**Task brief**
Check each line of the entries below for the string "HttpServiceFactory"; copy every line where it appears.

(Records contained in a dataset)
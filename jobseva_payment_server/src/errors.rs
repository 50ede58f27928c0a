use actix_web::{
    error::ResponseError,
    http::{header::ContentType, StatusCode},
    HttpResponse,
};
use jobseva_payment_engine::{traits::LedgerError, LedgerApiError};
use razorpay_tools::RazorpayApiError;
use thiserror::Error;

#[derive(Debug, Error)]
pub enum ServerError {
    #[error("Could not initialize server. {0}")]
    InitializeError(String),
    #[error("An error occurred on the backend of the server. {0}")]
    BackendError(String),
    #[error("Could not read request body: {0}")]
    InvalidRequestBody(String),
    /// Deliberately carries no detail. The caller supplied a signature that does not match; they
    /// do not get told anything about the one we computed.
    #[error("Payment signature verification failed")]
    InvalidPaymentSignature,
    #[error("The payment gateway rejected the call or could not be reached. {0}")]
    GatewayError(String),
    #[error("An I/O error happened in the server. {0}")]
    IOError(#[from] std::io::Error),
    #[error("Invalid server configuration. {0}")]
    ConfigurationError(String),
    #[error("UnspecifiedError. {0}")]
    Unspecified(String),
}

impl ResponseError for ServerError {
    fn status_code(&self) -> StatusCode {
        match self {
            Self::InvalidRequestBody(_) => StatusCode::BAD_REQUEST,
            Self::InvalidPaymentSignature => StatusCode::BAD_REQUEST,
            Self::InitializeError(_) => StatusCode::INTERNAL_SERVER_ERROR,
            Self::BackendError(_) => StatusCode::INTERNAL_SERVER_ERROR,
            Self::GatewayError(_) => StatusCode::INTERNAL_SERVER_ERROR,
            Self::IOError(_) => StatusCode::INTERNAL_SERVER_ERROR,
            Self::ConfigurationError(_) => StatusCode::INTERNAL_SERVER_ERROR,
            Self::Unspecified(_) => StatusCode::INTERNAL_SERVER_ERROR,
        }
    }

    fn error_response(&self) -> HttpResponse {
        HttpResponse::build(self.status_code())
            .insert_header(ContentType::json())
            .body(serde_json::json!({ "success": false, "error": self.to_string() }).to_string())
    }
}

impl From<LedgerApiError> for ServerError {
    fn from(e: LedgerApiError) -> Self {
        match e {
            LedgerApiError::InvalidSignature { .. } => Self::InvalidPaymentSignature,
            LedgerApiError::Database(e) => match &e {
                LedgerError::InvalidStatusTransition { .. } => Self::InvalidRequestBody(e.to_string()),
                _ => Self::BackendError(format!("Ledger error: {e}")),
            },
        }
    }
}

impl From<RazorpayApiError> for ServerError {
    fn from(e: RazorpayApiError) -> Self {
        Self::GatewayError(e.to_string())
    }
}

---

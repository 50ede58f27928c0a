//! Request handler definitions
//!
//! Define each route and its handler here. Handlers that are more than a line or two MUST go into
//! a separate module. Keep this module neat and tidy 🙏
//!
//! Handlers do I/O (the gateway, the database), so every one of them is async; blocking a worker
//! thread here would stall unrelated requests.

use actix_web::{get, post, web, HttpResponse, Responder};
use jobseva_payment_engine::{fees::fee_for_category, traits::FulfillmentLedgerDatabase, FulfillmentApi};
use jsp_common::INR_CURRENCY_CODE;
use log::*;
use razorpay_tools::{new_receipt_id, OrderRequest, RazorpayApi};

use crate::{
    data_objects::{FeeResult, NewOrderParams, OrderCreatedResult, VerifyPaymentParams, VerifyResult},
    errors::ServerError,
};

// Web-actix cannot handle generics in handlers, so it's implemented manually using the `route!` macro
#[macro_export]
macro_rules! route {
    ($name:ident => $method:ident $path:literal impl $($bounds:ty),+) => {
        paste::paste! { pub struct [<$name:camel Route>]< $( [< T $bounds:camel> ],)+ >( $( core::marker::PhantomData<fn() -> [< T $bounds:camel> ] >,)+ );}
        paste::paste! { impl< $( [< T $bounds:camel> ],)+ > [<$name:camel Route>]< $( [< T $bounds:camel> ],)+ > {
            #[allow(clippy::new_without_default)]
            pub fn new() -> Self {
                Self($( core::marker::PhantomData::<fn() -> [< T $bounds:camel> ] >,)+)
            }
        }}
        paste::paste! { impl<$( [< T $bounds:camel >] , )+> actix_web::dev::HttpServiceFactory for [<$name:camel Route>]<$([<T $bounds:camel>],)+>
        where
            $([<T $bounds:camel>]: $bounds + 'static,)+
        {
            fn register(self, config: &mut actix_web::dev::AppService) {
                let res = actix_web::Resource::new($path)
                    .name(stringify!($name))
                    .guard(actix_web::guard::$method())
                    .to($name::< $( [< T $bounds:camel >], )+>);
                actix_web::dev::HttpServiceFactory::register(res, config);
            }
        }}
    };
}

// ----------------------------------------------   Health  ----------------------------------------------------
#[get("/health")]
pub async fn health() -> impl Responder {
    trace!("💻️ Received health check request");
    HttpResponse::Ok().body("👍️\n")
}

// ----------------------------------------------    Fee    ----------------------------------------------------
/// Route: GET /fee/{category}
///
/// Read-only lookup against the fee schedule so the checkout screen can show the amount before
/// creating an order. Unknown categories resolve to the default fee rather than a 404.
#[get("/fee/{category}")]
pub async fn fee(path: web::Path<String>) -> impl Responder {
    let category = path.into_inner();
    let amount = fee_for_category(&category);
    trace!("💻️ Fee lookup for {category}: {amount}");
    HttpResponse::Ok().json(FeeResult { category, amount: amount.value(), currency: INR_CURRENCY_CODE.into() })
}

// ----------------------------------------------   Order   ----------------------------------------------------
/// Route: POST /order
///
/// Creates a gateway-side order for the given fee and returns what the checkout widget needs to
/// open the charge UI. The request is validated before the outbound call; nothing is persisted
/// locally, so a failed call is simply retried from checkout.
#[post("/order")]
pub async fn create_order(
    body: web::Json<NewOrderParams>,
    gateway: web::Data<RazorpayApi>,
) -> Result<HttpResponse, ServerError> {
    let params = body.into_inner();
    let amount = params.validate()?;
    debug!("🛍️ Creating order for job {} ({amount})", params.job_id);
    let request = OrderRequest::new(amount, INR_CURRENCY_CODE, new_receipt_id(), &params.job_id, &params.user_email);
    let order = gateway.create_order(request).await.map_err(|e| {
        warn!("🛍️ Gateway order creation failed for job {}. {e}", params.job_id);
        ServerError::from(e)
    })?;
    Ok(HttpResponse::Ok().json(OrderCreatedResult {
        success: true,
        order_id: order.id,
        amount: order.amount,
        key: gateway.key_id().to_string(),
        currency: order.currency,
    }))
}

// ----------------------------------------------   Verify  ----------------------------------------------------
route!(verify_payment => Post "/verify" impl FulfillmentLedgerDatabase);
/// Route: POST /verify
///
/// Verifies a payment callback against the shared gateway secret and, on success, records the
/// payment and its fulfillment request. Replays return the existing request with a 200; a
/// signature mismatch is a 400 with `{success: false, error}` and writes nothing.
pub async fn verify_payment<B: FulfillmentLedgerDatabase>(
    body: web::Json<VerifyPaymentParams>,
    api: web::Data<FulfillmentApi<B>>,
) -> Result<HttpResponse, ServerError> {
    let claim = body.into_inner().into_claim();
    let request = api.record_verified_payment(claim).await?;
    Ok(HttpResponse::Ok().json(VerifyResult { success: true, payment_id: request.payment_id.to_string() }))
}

**Worked solution**
        paste::paste! { impl<$( [< T $bounds:camel >] , )+> actix_web::dev::HttpServiceFactory for [<$name:camel Route>]<$([<T $bounds:camel>],)+>
                actix_web::dev::HttpServiceFactory::register(res, config);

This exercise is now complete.